The findings, published recently in the journal Frontiers in Human Neuroscience, will come as a surprise; although researchers were aware of the fact that the brain changes as we age, they did not think that it changed much during early to mid-adulthood.

This could be because brain studies have tended to focus on the significant changes that occur during the early and late stages of life.

“The changes in brain structure and function from early to mid-adulthood are largely unknown,” says study author Lixia Tian, from Beijing Jiaotong University in China.

The authors believe that their findings will help researchers to better interpret results of brain studies that cover a large age-range of adults. “Otherwise, they could produce spurious results, possibly reflecting age effects, rather than the effect under investigation,” notes Tian.
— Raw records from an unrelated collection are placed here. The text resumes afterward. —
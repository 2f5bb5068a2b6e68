use serde_json::json;

use crate::logging::{LogLevel, Logger, event_with_fields, json_kv};
use crate::metrics::MetricSnapshot;

use super::OwnerContext;
use super::controller::LifecycleListener;

/// Listener that writes every callback it receives to a logger.
///
/// Useful as a stand-in while a screen has no real listener yet, or to
/// compare what a listener saw with what the controller logged.
pub struct LifecycleLoggerListener {
    logger: Logger,
    controller: String,
    level: LogLevel,
    target: String,
}

impl LifecycleLoggerListener {
    pub fn new(logger: Logger, controller: impl Into<String>) -> Self {
        Self {
            logger,
            controller: controller.into(),
            level: LogLevel::Info,
            target: "room_nav::listener".to_string(),
        }
    }

    pub fn with_level(mut self, level: LogLevel) -> Self {
        self.level = level;
        self
    }

    pub fn with_target(mut self, target: impl Into<String>) -> Self {
        self.target = target.into();
        self
    }

    fn emit(&self, message: &str) {
        let event = event_with_fields(
            self.level,
            &self.target,
            message,
            [json_kv("controller", json!(self.controller))],
        );
        let _ = self.logger.log_event(event);
    }
}

impl LifecycleListener for LifecycleLoggerListener {
    fn on_create(&self) {
        self.emit("on_create");
    }

    fn on_start(&self) {
        self.emit("on_start");
    }

    fn on_stop(&self) {
        self.emit("on_stop");
    }
}

/// Current counters of `context`, or `None` when metrics are disabled.
pub fn metrics_snapshot(context: &OwnerContext) -> Option<MetricSnapshot> {
    let metrics = context.config().metrics.as_ref()?;
    metrics.lock().ok().map(|guard| guard.snapshot())
}

/// Log the current counters of `context` through its logger.
pub fn emit_metrics_snapshot(context: &OwnerContext, target: &str) {
    if let (Some(logger), Some(snapshot)) =
        (context.config().logger.as_ref(), metrics_snapshot(context))
    {
        let _ = logger.log_event(snapshot.to_log_event(target));
    }
}
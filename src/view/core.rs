use std::fmt;
use std::sync::atomic::{AtomicU64, Ordering};
use std::sync::{Arc, Mutex, Weak};

use crate::OwnerContext;

use super::observer::LayoutObserver;

static NEXT_VIEW_ID: AtomicU64 = AtomicU64::new(1);

#[derive(Debug, Clone, Copy, PartialEq, Eq, Hash, PartialOrd, Ord)]
pub struct ViewId(u64);

impl fmt::Display for ViewId {
    fn fmt(&self, f: &mut fmt::Formatter<'_>) -> fmt::Result {
        write!(f, "view#{}", self.0)
    }
}

/// Visibility flag as reported by the rendering engine.
#[derive(Debug, Clone, Copy, PartialEq, Eq, Default)]
pub enum Visibility {
    #[default]
    Visible,
    /// Hidden but still occupying layout space.
    Invisible,
    /// Hidden and removed from layout.
    Gone,
}

impl Visibility {
    /// `Invisible` and `Gone` both count as hidden for lifecycle purposes.
    pub fn is_visible(self) -> bool {
        matches!(self, Visibility::Visible)
    }
}

#[derive(Debug, Clone, Copy, PartialEq, Eq)]
pub enum ViewKind {
    /// Leaf view produced by the default factory.
    Plain,
    /// View that hosts the views of other controllers.
    Container,
}

struct ViewInner {
    id: ViewId,
    kind: ViewKind,
    context: OwnerContext,
    visibility: Mutex<Visibility>,
    parent: Mutex<Weak<ViewInner>>,
    children: Mutex<Vec<View>>,
    observer: LayoutObserver,
}

/// Shared handle to a node in the view tree.
///
/// Clones refer to the same node; equality is identity.
#[derive(Clone)]
pub struct View {
    inner: Arc<ViewInner>,
}

impl View {
    pub fn new(context: &OwnerContext) -> Self {
        Self::with_kind(context, ViewKind::Plain)
    }

    pub fn container(context: &OwnerContext) -> Self {
        Self::with_kind(context, ViewKind::Container)
    }

    pub fn with_kind(context: &OwnerContext, kind: ViewKind) -> Self {
        Self {
            inner: Arc::new(ViewInner {
                id: ViewId(NEXT_VIEW_ID.fetch_add(1, Ordering::Relaxed)),
                kind,
                context: context.clone(),
                visibility: Mutex::new(Visibility::Visible),
                parent: Mutex::new(Weak::new()),
                children: Mutex::new(Vec::new()),
                observer: LayoutObserver::new(),
            }),
        }
    }

    fn from_inner(inner: Arc<ViewInner>) -> Self {
        Self { inner }
    }

    pub fn id(&self) -> ViewId {
        self.inner.id
    }

    pub fn kind(&self) -> ViewKind {
        self.inner.kind
    }

    pub fn context(&self) -> &OwnerContext {
        &self.inner.context
    }

    pub fn observer(&self) -> &LayoutObserver {
        &self.inner.observer
    }

    pub fn ptr_eq(&self, other: &View) -> bool {
        Arc::ptr_eq(&self.inner, &other.inner)
    }

    pub fn visibility(&self) -> Visibility {
        self.inner
            .visibility
            .lock()
            .map(|guard| *guard)
            .unwrap_or(Visibility::Gone)
    }

    /// Change the flag. No layout pass is triggered; the engine delivers one later.
    pub fn set_visibility(&self, visibility: Visibility) {
        if let Ok(mut guard) = self.inner.visibility.lock() {
            *guard = visibility;
        }
    }

    /// Visible itself and through every ancestor.
    pub fn is_effectively_visible(&self) -> bool {
        if !self.visibility().is_visible() {
            return false;
        }
        match self.parent() {
            Some(parent) => parent.is_effectively_visible(),
            None => true,
        }
    }

    pub fn parent(&self) -> Option<View> {
        self.inner
            .parent
            .lock()
            .ok()
            .and_then(|guard| guard.upgrade())
            .map(View::from_inner)
    }

    pub fn children(&self) -> Vec<View> {
        self.inner
            .children
            .lock()
            .map(|guard| guard.clone())
            .unwrap_or_default()
    }

    /// Attach `child` as the last child, moving it out of any previous parent.
    pub fn add_child(&self, child: &View) {
        if self.ptr_eq(child) || self.is_descendant_of(child) {
            return;
        }
        if let Some(previous) = child.parent() {
            if previous.ptr_eq(self) {
                return;
            }
            previous.detach(child);
        }
        if let Ok(mut guard) = child.inner.parent.lock() {
            *guard = Arc::downgrade(&self.inner);
        }
        if let Ok(mut guard) = self.inner.children.lock() {
            guard.push(child.clone());
        }
    }

    /// Detach `child` and deliver a final layout pass to the removed subtree.
    ///
    /// Returns false when `child` was not attached here.
    pub fn remove_child(&self, child: &View) -> bool {
        if !self.detach(child) {
            return false;
        }
        child.dispatch_layout();
        true
    }

    fn detach(&self, child: &View) -> bool {
        let removed = match self.inner.children.lock() {
            Ok(mut guard) => {
                let before = guard.len();
                guard.retain(|existing| !existing.ptr_eq(child));
                guard.len() != before
            }
            Err(_) => false,
        };
        if removed {
            if let Ok(mut guard) = child.inner.parent.lock() {
                *guard = Weak::new();
            }
        }
        removed
    }

    /// True when `candidate` is a strict ancestor of this view.
    pub fn is_descendant_of(&self, candidate: &View) -> bool {
        let mut current = self.parent();
        while let Some(view) = current {
            if view.ptr_eq(candidate) {
                return true;
            }
            current = view.parent();
        }
        false
    }

    /// Deliver a global-layout signal to this view, then to its subtree in
    /// attachment order.
    pub fn dispatch_layout(&self) {
        self.inner.observer.dispatch_global_layout();
        for child in self.children() {
            child.dispatch_layout();
        }
    }
}

impl PartialEq for View {
    fn eq(&self, other: &Self) -> bool {
        self.ptr_eq(other)
    }
}

impl Eq for View {}

impl fmt::Debug for View {
    fn fmt(&self, f: &mut fmt::Formatter<'_>) -> fmt::Result {
        f.debug_struct("View")
            .field("id", &self.inner.id)
            .field("kind", &self.inner.kind)
            .field("visibility", &self.visibility())
            .finish()
    }
}
// Fire-and-forget alerting: partial fills, cancellations, placements and
// unexpected-state errors all flow through this one contract. Delivery
// failures are logged, never propagated into the engine.

pub mod webhook;

pub use webhook::WebhookNotifier;

use async_trait::async_trait;
use std::sync::Mutex;

#[async_trait]
pub trait Notifier: Send + Sync {
    async fn send_message(&self, text: &str);
}

/// Notifier that only writes to the log. Default for dry runs.
pub struct TracingNotifier;

#[async_trait]
impl Notifier for TracingNotifier {
    async fn send_message(&self, text: &str) {
        tracing::info!("🔔 {}", text);
    }
}

/// Notifier that records every message; used by tests and paper sweeps to
/// assert on alerting behavior.
#[derive(Default)]
pub struct RecordingNotifier {
    messages: Mutex<Vec<String>>,
}

impl RecordingNotifier {
    pub fn new() -> Self {
        Self::default()
    }

    pub fn messages(&self) -> Vec<String> {
        self.messages.lock().unwrap().clone()
    }
}

#[async_trait]
impl Notifier for RecordingNotifier {
    async fn send_message(&self, text: &str) {
        self.messages.lock().unwrap().push(text.to_string());
    }
}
For their study, Tian and colleague Lin Ma analyzed data from brain scans of 111 healthy adult volunteers aged 18 to 55 years who had undergone a type of MRI called diffusion tensor imaging (DTI).

DTI is a cutting-edge technology that allows scientists to investigate the brain’s microstructure by measuring tiny movements of water through its tissues.

The method is becoming more and more popular as it provides “unique insights into brain network connectivity.”

It relies on the fact that water molecules diffuse differently through tissues depending on their architecture, type, and integrity.

Another advantage of DTI is that it is noninvasive, uses existing MRI technology, and does not require special dyes or chemical tracers.

In their study, Tian and Ma analyzed several variables, including one called fractional anisotropy (FA) that measures the connectivity, density, and diameter of nerve fibers in particular brain regions.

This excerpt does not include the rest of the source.